Dome of Sant’Andrea al Quirinale

A few weeks ago I shared some reflections on taking my final vows as a Jesuit, a tremendously blessed moment for me. Today I thought I might add a few words and pictures about the place where I took those vows: the Church of Sant’Andrea al Quirinale.

Since Rome is packed with stunningly beautiful churches, sometimes those that would be at the top of the visitor’s itinerary anywhere else in the world end up being overlooked. Sant’Andrea al Quirinale is one of those. It should be numbered among the most important Jesuit churches in the world, but in Rome it has to compete with the Gesù–site of the body of St. Ignatius and the arm of St. Francis Xavier–and Sant’Ignazio–the onetime chapel of the Roman College, as the Gregorian University was first known. Both churches are enormous, paradigmatic examples of the baroque at its most overwhelming.

Sant’Andrea is tiny by comparison, but don’t let size mislead you. It was the chapel of the first Jesuit novitiate; in an adjoining room, one can visit the relics of St. Stanislaus Kostka, patron of Jesuit novices and of students, who died there in 1568 at the age of 17.

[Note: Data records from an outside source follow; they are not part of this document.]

//! Shared types for flapscan.
//!
//! Data model, error type, classification rules and the pure classifiers
//! applied to extracted records, plus command-line settings.

pub mod classifiers;
pub mod error;
pub mod models;
pub mod rules;
pub mod settings;
pub mod time_utils;

pub use error::{Result, ScanError};
//! Interface description lookup from `show int <iface> des` output.
//!
//! ```text
//! Interface          Status      Protocol    Description
//! --------------------------------------------------------------------------------
//! BV527              up          up          Etisalat-MKT/RMS
//! ```
//!
//! The row is located by the digits of the interface name, so `BV52` also
//! matches a row for `BV527`. Callers that issue one command per interface
//! only ever see their own row, which is why this has not been tightened.

use std::sync::OnceLock;

use flapscan_core::models::{Descriptor, LinkState};
use regex::Regex;

fn column_split_re() -> &'static Regex {
    static RE: OnceLock<Regex> = OnceLock::new();
    RE.get_or_init(|| Regex::new(r"\s{2,}").expect("regex is valid"))
}

fn separator_re() -> &'static Regex {
    static RE: OnceLock<Regex> = OnceLock::new();
    RE.get_or_init(|| Regex::new(r"-{3,}").expect("regex is valid"))
}

/// Digits of an interface id, e.g. `"BVI527"` → `"527"`.
pub fn numeric_suffix(interface: &str) -> String {
    interface.chars().filter(char::is_ascii_digit).collect()
}

fn columns(line: &str) -> Vec<&str> {
    column_split_re()
        .split(line.trim())
        .map(str::trim)
        .collect()
}

fn description_or_sentinel(text: &str, status: LinkState) -> Descriptor {
    if text.is_empty() {
        Descriptor::new(flapscan_core::models::NO_DESC_FOUND, status)
    } else {
        Descriptor::new(text, status)
    }
}

/// Find the description and port status of `interface` in `output`.
///
/// Never fails: when nothing usable is present the `NO_DESC_FOUND` /
/// `UNKNOWN` sentinel is returned.
pub fn describe_interface(output: &str, interface: &str) -> Descriptor {
    let lines: Vec<&str> = output.lines().filter(|l| !l.trim().is_empty()).collect();
    if lines.is_empty() {
        return Descriptor::not_found();
    }

    let digits = numeric_suffix(interface);
    if !digits.is_empty() {
        for line in lines.iter().filter(|l| l.contains(digits.as_str())) {
            let parts = columns(line);
            if parts.len() >= 4 {
                let status = parts[1].to_lowercase();
                let protocol = parts[2].to_lowercase();
                let verdict = if status == "up" && protocol == "up" {
                    LinkState::Up
                } else {
                    LinkState::Down
                };
                return description_or_sentinel(parts[3], verdict);
            }
            if parts.len() >= 2 {
                return description_or_sentinel(parts[parts.len() - 1], LinkState::Unknown);
            }
        }
    }

    for line in lines.iter().rev() {
        if separator_re().is_match(line) {
            continue;
        }
        let parts = columns(line);
        if parts.len() >= 2 {
            return description_or_sentinel(parts[parts.len() - 1], LinkState::Unknown);
        }
    }

    Descriptor::not_found()
}

#[cfg(test)]
mod tests {
    use super::*;
    use flapscan_core::models::NO_DESC_FOUND;

    const HEADER: &str = "Interface          Status      Protocol    Description\n--------------------------------------------------------------------------------\n";

    #[test]
    fn test_numeric_suffix() {
        assert_eq!(numeric_suffix("BVI527"), "527");
        assert_eq!(numeric_suffix("Hu0/0/0/1"), "0001");
        assert_eq!(numeric_suffix("Loopback"), "");
    }

    #[test]
    fn test_full_row_both_up() {
        let out = format!("{HEADER}BV527              up          up          Etisalat-MKT/RMS\n");
        let d = describe_interface(&out, "BV527");
        assert_eq!(d.text, "Etisalat-MKT/RMS");
        assert_eq!(d.status, LinkState::Up);
        assert_eq!(d.status.label(), "Up");
    }

    #[test]
    fn test_full_row_mixed_case_up() {
        let d = describe_interface("BV527    UP    Up    Orange-HQ", "BV527");
        assert_eq!(d.status, LinkState::Up);
    }

    #[test]
    fn test_full_row_any_other_combination_is_down() {
        for (status, proto) in [("up", "down"), ("down", "up"), ("admin-down", "admin-down")] {
            let line = format!("BV527    {status}    {proto}    WE-ALX");
            let d = describe_interface(&line, "BV527");
            assert_eq!(d.status, LinkState::Down, "{status}/{proto}");
            assert_eq!(d.text, "WE-ALX");
        }
    }

    #[test]
    fn test_single_spaces_do_not_split_columns() {
        let d = describe_interface("BV527    up    up    Etisalat MKT to RMS", "BV527");
        assert_eq!(d.text, "Etisalat MKT to RMS");
    }

    #[test]
    fn test_two_or_three_columns_use_last_as_description() {
        let d = describe_interface("BV527    up    up", "BV527");
        assert_eq!(d.text, "up");
        assert_eq!(d.status, LinkState::Unknown);

        let d = describe_interface("BV527    Orange-HQ", "BV527");
        assert_eq!(d.text, "Orange-HQ");
        assert_eq!(d.status, LinkState::Unknown);
    }

    #[test]
    fn test_single_column_match_keeps_scanning() {
        let out = "BV527\nBV527    up    down    Orange-HQ";
        let d = describe_interface(out, "BV527");
        assert_eq!(d.text, "Orange-HQ");
        assert_eq!(d.status, LinkState::Down);
    }

    #[test]
    fn test_fallback_scans_from_bottom_skipping_separators() {
        let out = "Interface    Status    Description\nGi0/0    up    Uplink-A\n-------------------\n";
        let d = describe_interface(out, "BV527");
        assert_eq!(d.text, "Uplink-A");
        assert_eq!(d.status, LinkState::Unknown);
    }

    #[test]
    fn test_fallback_when_interface_has_no_digits() {
        let out = "Loopback    up    up    Mgmt";
        let d = describe_interface(out, "Loopback");
        assert_eq!(d.text, "Mgmt");
        assert_eq!(d.status, LinkState::Unknown);
    }

    #[test]
    fn test_nothing_usable_returns_sentinel() {
        assert_eq!(describe_interface("", "BV527"), Descriptor::not_found());
        assert_eq!(describe_interface("   \n\n", "BV527"), Descriptor::not_found());
        let d = describe_interface("------\nsingle\n", "BV527");
        assert_eq!(d.text, NO_DESC_FOUND);
        assert_eq!(d.status, LinkState::Unknown);
    }

    #[test]
    fn test_digit_collision_takes_first_matching_row() {
        // Known ambiguity: "52" is contained in "BV527".
        let out = "BV527    up    up    Etisalat-MKT\nBV52    down    down    Orange-HQ";
        let d = describe_interface(out, "BV52");
        assert_eq!(d.text, "Etisalat-MKT");
    }
}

Sant’Andrea al Quirinale interior

While it stood on the site of an early church dedicated to Andrew the Apostle, the present Sant’Andrea (built in 1658) was designed by Gian Lorenzo Bernini. Bernini, who was busy at the time decorating the interior of St. Peter’s Basilica and building the colonnade for St. Peter’s Square, refused to take a commission for Sant’Andrea. It was said to be his favorite work, and, as he aged, the great artist was sometimes seen sitting alone inside the church, enjoying its peaceful atmosphere.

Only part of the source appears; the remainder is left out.